Peter S. Beagle is still going strong at age 78. The winner of the World Fantasy Award for Life Achievement is most famous for his 1968 novel The Last Unicorn. In his 34th book, The Overneath, Beagle shows that he hasn’t lost the playful and imaginative touch that made The Last Unicorn an international bestseller and delighted readers for more than half a century.
This short story collection features two tales (one previously published) about the early years of Schmendrick the Magician, the bumbling hero of The Last Unicorn. The young Schmendrick presented in these stories previews both the incompetence and the nobility that make the “last of the red-hot swamis” one of the most beloved characters in American fantasy. The self-aware apprentice appearing in “Green-Eyed Boy” sums up well the man he will become: “Others will learn what they must from glory—I from failure.” In “Shmendrick Alone,” the young “wizardlet” sets out after the end of his apprenticeship and quickly has cause to wonder whether he will survive his first day on his own.
In addition to reacquainting readers with the hero of The Last Unicorn, Beagle explores different mythologies of unicorns in three stories. “The Story of Kao Yu” features the Chinese, “some sort of mystical dragon-horse . . . considered one of the Four Superior Animals of good omen.” This creature, “while wondrously gentle, will suffer no least dishonesty in its presence, and while instantly gore to death anyone it knows to be guilty.” A judge named Kao Yu finds his job made much easier by the occasional appearance of a chi-lin . . . until he falls in love with a criminal.
In “My Son Heydari and the Karkadann,” Beagle presents the Middle Eastern Kardadann, “those terrible horned demons” that kill elephants. The story echoes Aesop’s “The Lion and the Mouse,” but quickly sheds the fable’s simple morality. A kind and naïve boy finds a wounded Karkadann, nurses it back to health and tries to tame it, with tragic results.
Beagle returns to the European unicorn in “Olfert Dapper’s Day,” but transplants it to Puritan New England. The story’s protagonist is Dr. Olfert Dapper, a real-life Dutch geographer who is said to have seen a unicorn in the Maine woods, despite never having stepped foot outside of the Netherlands. (It was actually Arnoldus Montanus who claimed to see a unicorn; Dapper translated Montanus’ work under his own name.) In this story, Beagle decides to make Dapper an inveterate con man (not necessarily a stretch) who flees to America and encounters a unicorn.
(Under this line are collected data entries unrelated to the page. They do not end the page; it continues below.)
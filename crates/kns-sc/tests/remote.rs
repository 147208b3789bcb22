mod fixture;

use std::time::Duration;

use fluvio_future::timer::sleep;

use kns_metadata::acl::AclResourceType;
use kns_metadata::connector::ConnectorSpec;
use kns_metadata::core::Resource;
use kns_metadata::topic::TopicSpec;
use kns_sc::{RemoteError, ScError, start_main_loop};
use kns_store::{NameSpace, ResourceRepository};

use fixture::{Fixture, config, member, topic, valid_topic_spec};

#[fluvio_future::test]
async fn test_broker_rejection_becomes_validation_error() {
    let fixture = Fixture::new();
    fixture.tenant("other", None).await;
    fixture.grant(AclResourceType::Topic, "other.", "other").await;

    let err = fixture
        .service
        .apply(&member(), "other", topic("other.topic", TopicSpec::new(3, 4)), false)
        .await
        .expect_err("rejected by broker");
    assert!(matches!(err, ScError::Validation(_)));
    assert_eq!(
        err.reasons(),
        vec!["Replication factor: 4 larger than available brokers: 3."]
    );
    assert!(fixture.admin.topic_description("other.topic").await.is_none());
}

#[fluvio_future::test]
async fn test_topic_collision() {
    let fixture = Fixture::with_test_namespace().await;
    fixture.admin.insert_topic("test.a.b", valid_topic_spec()).await;

    let err = fixture
        .service
        .apply(&member(), "test", topic("test.a_b", valid_topic_spec()), false)
        .await
        .expect_err("collision");
    assert_eq!(
        err.reasons(),
        vec!["Topic test.a_b collides with existing topics: test.a.b"]
    );
    assert!(
        fixture
            .repo
            .list::<TopicSpec>(&NameSpace::All)
            .await
            .expect("list")
            .is_empty()
    );
}

#[fluvio_future::test]
async fn test_connect_runtime_rejection() {
    let fixture = Fixture::with_test_namespace().await;
    fixture
        .connect
        .reject_key("file", "File must be an absolute path")
        .await;
    let sink = ConnectorSpec::new("local")
        .with_config("connector.class", "FileStreamSink")
        .with_config("topics", "test.topic")
        .with_config("file", "relative.txt");

    let err = fixture
        .service
        .apply(&member(), "test", Resource::named("test.sink", sink), false)
        .await
        .expect_err("rejected by connect");
    assert_eq!(
        err.reasons(),
        vec!["Invalid value relative.txt for configuration file: File must be an absolute path"]
    );
    assert_eq!(fixture.connect.writes(), 0);
}

#[fluvio_future::test]
async fn test_slow_broker_times_out() {
    let mut config = config();
    config.executor.remote_timeout = Duration::from_millis(50);
    let fixture = Fixture::with_config(config).owning_test_prefix().await;
    let service = &fixture.service;

    service
        .apply(&member(), "test", topic("test.topic", valid_topic_spec()), false)
        .await
        .expect("apply");

    fixture.admin.set_delay(Some(Duration::from_millis(500))).await;
    let err = service
        .apply(&member(), "test", topic("test.other", valid_topic_spec()), false)
        .await
        .expect_err("timeout");
    assert!(matches!(err, ScError::Remote(RemoteError::Timeout(_))), "{err:?}");

    let ctx = start_main_loop(fixture.ctx.clone());
    let mut failed_cycles = 0;
    for _ in 0..100 {
        sleep(Duration::from_millis(20)).await;
        failed_cycles = ctx
            .executors()
            .health("local-topic")
            .await
            .map(|health| health.failed_cycles)
            .unwrap_or_default();
        if failed_cycles >= 2 {
            break;
        }
    }
    assert!(failed_cycles >= 2, "topic executor failed {failed_cycles} cycles");
    assert!(fixture.admin.topic_description("test.topic").await.is_none());

    // loop keeps running and catches up once the broker answers
    fixture.admin.set_delay(None).await;
    let mut created = false;
    for _ in 0..100 {
        sleep(Duration::from_millis(20)).await;
        if fixture.admin.topic_description("test.topic").await.is_some() {
            created = true;
            break;
        }
    }
    assert!(created, "topic created after the broker recovered");
    ctx.shutdown();
}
The collection’s title comes from “The Way It Works Out and All,” a tribute of sorts to fellow World Fantasy Award for Life Achievement laureate Avram Davidson (1923-1993). Beagle narrates the story as himself, as he struggles to solve the mystery of how the fictionalized Davidson manages to send postcards from all over the world in such a short span of time “that even the Flash would have had trouble hitting them all.” Davidson reveals that he is able to traverse the world in an instant through the Overneath, an overlapping plane of existence that allows for quick—if unreliable—transit between distant places. This is fun story, made more so by Beagle’s self-deprecating tone and alternatively flattering and teasing depiction of his late friend.
This story is representative of Beagle’s work here and elsewhere. His version of fantasy is a whimsical one, though he never descends into farce. He takes his characters seriously, even if the reader cannot help but chuckle at their misadventures. Peter S. Beagle’s charms have not worn off.